Isolation of RNA, reverse transcription, qRT-PCR, and mRNA stability

RNA was isolated using the peqGOLD RNAPure (peqLab Biotechnologie GmbH, Erlangen, Germany) according to the manufacturer’s instructions and RNA was quantified by NanoDrop ND-1000 UV-Vis Spectrophotometer (peqLab Biotechnologie GmbH).

A total of 2 μg of total RNA per reaction were reverse-transcribed using High Capacity cDNA Reverse Transcription Kit (Applied Biosystems, Mannheim, Germany). Quantitative RT-PCR of Tric (Hs00930631_m1), Cldn-2 (Hs00252666_s1) and glyceraldehyde 3-phosphate dehydrogenase as control were amplified using taqman probes (Applied Biosystems). Differential expression was calculated according to the 2−ΔΔCT method.

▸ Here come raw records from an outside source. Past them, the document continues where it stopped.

//! Newtype IDs for type-safe entity references.
//!
//! Products are keyed by the catalog's integer IDs. Users and orders live in
//! the remote record store, which assigns opaque string IDs.

/// Macro to define a type-safe integer ID wrapper.
///
/// Creates a newtype wrapper around `i64` with:
/// - `Serialize`/`Deserialize` with `#[serde(transparent)]`
/// - `Debug`, `Clone`, `Copy`, `PartialEq`, `Eq`, `Hash`
/// - Conversion methods: `new()`, `as_i64()`
/// - `From<i64>` and `Into<i64>` implementations
///
/// # Example
///
/// ```rust
/// # use glowcart_core::define_id;
/// define_id!(ShadeId);
///
/// let shade = ShadeId::new(7);
/// assert_eq!(shade.as_i64(), 7);
/// ```
#[macro_export]
macro_rules! define_id {
    ($name:ident) => {
        #[derive(
            Debug,
            Clone,
            Copy,
            PartialEq,
            Eq,
            PartialOrd,
            Ord,
            Hash,
            ::serde::Serialize,
            ::serde::Deserialize
        )]
        #[serde(transparent)]
        pub struct $name(i64);

        impl $name {
            /// Create a new ID from an i64 value.
            #[must_use]
            pub const fn new(id: i64) -> Self {
                Self(id)
            }

            /// Get the underlying i64 value.
            #[must_use]
            pub const fn as_i64(&self) -> i64 {
                self.0
            }
        }

        impl ::core::fmt::Display for $name {
            fn fmt(&self, f: &mut ::core::fmt::Formatter<'_>) -> ::core::fmt::Result {
                write!(f, "{}", self.0)
            }
        }

        impl From<i64> for $name {
            fn from(id: i64) -> Self {
                Self(id)
            }
        }

        impl From<$name> for i64 {
            fn from(id: $name) -> Self {
                id.0
            }
        }
    };
}

/// Macro to define a wrapper around an opaque, externally assigned string ID.
///
/// The record store hands these out; the client never generates or parses
/// them, it only compares and echoes them back in request paths.
#[macro_export]
macro_rules! define_opaque_id {
    ($name:ident) => {
        #[derive(
            Debug,
            Clone,
            PartialEq,
            Eq,
            PartialOrd,
            Ord,
            Hash,
            ::serde::Serialize,
            ::serde::Deserialize
        )]
        #[serde(transparent)]
        pub struct $name(String);

        impl $name {
            /// Wrap an ID assigned by the record store.
            #[must_use]
            pub fn new(id: impl Into<String>) -> Self {
                Self(id.into())
            }

            /// Borrow the raw ID string.
            #[must_use]
            pub fn as_str(&self) -> &str {
                &self.0
            }
        }

        impl ::core::fmt::Display for $name {
            fn fmt(&self, f: &mut ::core::fmt::Formatter<'_>) -> ::core::fmt::Result {
                f.write_str(&self.0)
            }
        }

        impl From<&str> for $name {
            fn from(id: &str) -> Self {
                Self(id.to_owned())
            }
        }

        impl From<String> for $name {
            fn from(id: String) -> Self {
                Self(id)
            }
        }

        impl AsRef<str> for $name {
            fn as_ref(&self) -> &str {
                &self.0
            }
        }
    };
}

define_id!(ProductId);
define_opaque_id!(OrderId);
define_opaque_id!(UserId);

For analysis of mRNA stability, HT-29/B6 cells were cultured in the presence or absence of IL-13, whereas RNA transcription 1 h in advance was blocked by addition of 7 μg ml-1 actinomycin D (Sigma-Aldrich). RNA was isolated 0, 6, 12, 24, and 28 h after actinomycin D addition, reversely transcribed, and quantified by RT-PCR. Amounts of the target-specific copies were plotted against time on a logarithmic scale and the half-life (T1/2) of mRNA was calculated.

TUNEL staining

Cells were fixed in 1% paraformaldehyde and DNA was stained with a TUNEL assay (TdT-mediated X-dUTP nick end labeling; Roche). Labeled nuclei were counted and expressed as a fraction of total 4',6-diamidino-2-phenylindole-stained nuclei.

Passage visualization

For visualization of macromolecule passage, the recently developed sandwich assay50 was slightly modified. In brief, filter supports (pore size 0.45 μm) were transferred to chilled HEPES-buffered ringer, kept at 4 °C and basally incubated with 15 μM avidin (Lee Biosolutions, MO) for 20 min. Excess avidin was removed by washing. 10 μM biotin-labelled TMR-dextran 10 kDa (Invitrogen) was added apically for 1 h and then carefully removed by washing. Cells were fixed with 2% paraformaldehyde (Electron Microscopy Sciences, Maryland Heights, MO) and used for subsequent immunofluorescent staining of ZO-1 (BD, Heidelberg, Germany) and Tric (Abfinity, Invitrogen).

Statistical analysis

If not differently stated, data are expressed as mean values±s.e.m. indicating n as the number of single, independent measurements. Statistical analysis was performed using Student’s t-test with Bonferroni–Holm adjustment for multiple testing or the Mann–Whitney-test for not normally distributed data. P<0.05 was considered significant (*P<0.05, **P<0.01, ***P<0.001).